[Dataset entries]
--

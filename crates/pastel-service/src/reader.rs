use std::fmt;
use std::io::{self, Read};
use std::sync::Arc;

use chrono::Utc;

use pastel_core::user::is_anonymous_id;
use pastel_core::{Attachment, Paste, PasteError};
use pastel_db::SqliteDatabase;
use pastel_store::BlobStore;

use crate::storage_err;

/// An attachment's metadata together with an open stream over its bytes.
///
/// The stream is released when the download is dropped.
pub struct AttachmentDownload {
    pub attachment: Attachment,
    pub reader: Box<dyn Read + Send>,
}

impl AttachmentDownload {
    pub fn mime_type(&self) -> &str {
        &self.attachment.mime_type
    }

    /// Cache validation token for the attachment bytes.
    pub fn etag(&self) -> &str {
        &self.attachment.checksum
    }
}

impl Read for AttachmentDownload {
    fn read(&mut self, buf: &mut [u8]) -> io::Result<usize> {
        self.reader.read(buf)
    }
}

impl fmt::Debug for AttachmentDownload {
    fn fmt(&self, f: &mut fmt::Formatter<'_>) -> fmt::Result {
        f.debug_struct("AttachmentDownload")
            .field("attachment", &self.attachment)
            .finish_non_exhaustive()
    }
}

/// Visibility-checked lookups over pastes and attachments.
///
/// Every lookup that the viewer may not see fails with the same `NotFound`
/// as a lookup of something that does not exist.
#[derive(Clone)]
pub struct PasteReader {
    db: SqliteDatabase,
    store: Arc<dyn BlobStore>,
}

impl PasteReader {
    pub fn new(db: SqliteDatabase, store: Arc<dyn BlobStore>) -> Self {
        Self { db, store }
    }

    pub fn get_paste_by_slug(
        &self,
        viewer_id: &str,
        owner_username: &str,
        slug: &str,
    ) -> Result<Paste, PasteError> {
        let paste = self.db.get_paste_by_slug(owner_username, slug, Utc::now())?;
        if !paste.is_visible_to(viewer_id) {
            return Err(PasteError::NotFound(format!("paste {owner_username}/{slug}")));
        }
        Ok(paste)
    }

    /// Look a paste up by id, returning it with its owner's username.
    pub fn get_paste_by_id(
        &self,
        viewer_id: &str,
        paste_id: &str,
    ) -> Result<(Paste, String), PasteError> {
        let (paste, owner) = self.db.get_paste_with_owner(paste_id, Utc::now())?;
        if !paste.is_visible_to(viewer_id) {
            return Err(PasteError::NotFound(format!("paste {paste_id}")));
        }
        Ok((paste, owner))
    }

    pub fn get_latest_public_pastes(&self, limit: u32) -> Result<Vec<Paste>, PasteError> {
        Ok(self.db.list_latest_public_pastes(limit, Utc::now())?)
    }

    /// Pastes of `username`: all of them for the owner, public ones for
    /// everyone else.
    pub fn list_user_pastes(
        &self,
        viewer_id: &str,
        username: &str,
    ) -> Result<Vec<Paste>, PasteError> {
        let owner = self.db.get_user_by_username(username)?;
        let is_owner = owner.id == viewer_id && !is_anonymous_id(viewer_id);
        Ok(self.db.list_pastes_by_owner(&owner.id, is_owner, Utc::now())?)
    }

    pub fn list_paste_attachments(
        &self,
        viewer_id: &str,
        owner_username: &str,
        slug: &str,
    ) -> Result<Vec<Attachment>, PasteError> {
        let paste = self.get_paste_by_slug(viewer_id, owner_username, slug)?;
        Ok(self.db.list_attachments(&paste.id)?)
    }

    /// Open an attachment for download after checking the parent paste is
    /// visible to `viewer_id`.
    pub fn get_attachment(
        &self,
        viewer_id: &str,
        owner_username: &str,
        paste_slug: &str,
        attachment_slug: &str,
    ) -> Result<AttachmentDownload, PasteError> {
        let paste = self.get_paste_by_slug(viewer_id, owner_username, paste_slug)?;
        let attachment = self.db.get_attachment_by_slug(&paste.id, attachment_slug)?;
        let reader = self.store.read(&attachment.id).map_err(storage_err)?;
        Ok(AttachmentDownload { attachment, reader })
    }
}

--

Only the lines with the string "NotFound" are wanted; pick them out of the records above and copy them.

/// Every lookup that the viewer may not see fails with the same `NotFound`
            return Err(PasteError::NotFound(format!("paste {owner_username}/{slug}")));
            return Err(PasteError::NotFound(format!("paste {paste_id}")));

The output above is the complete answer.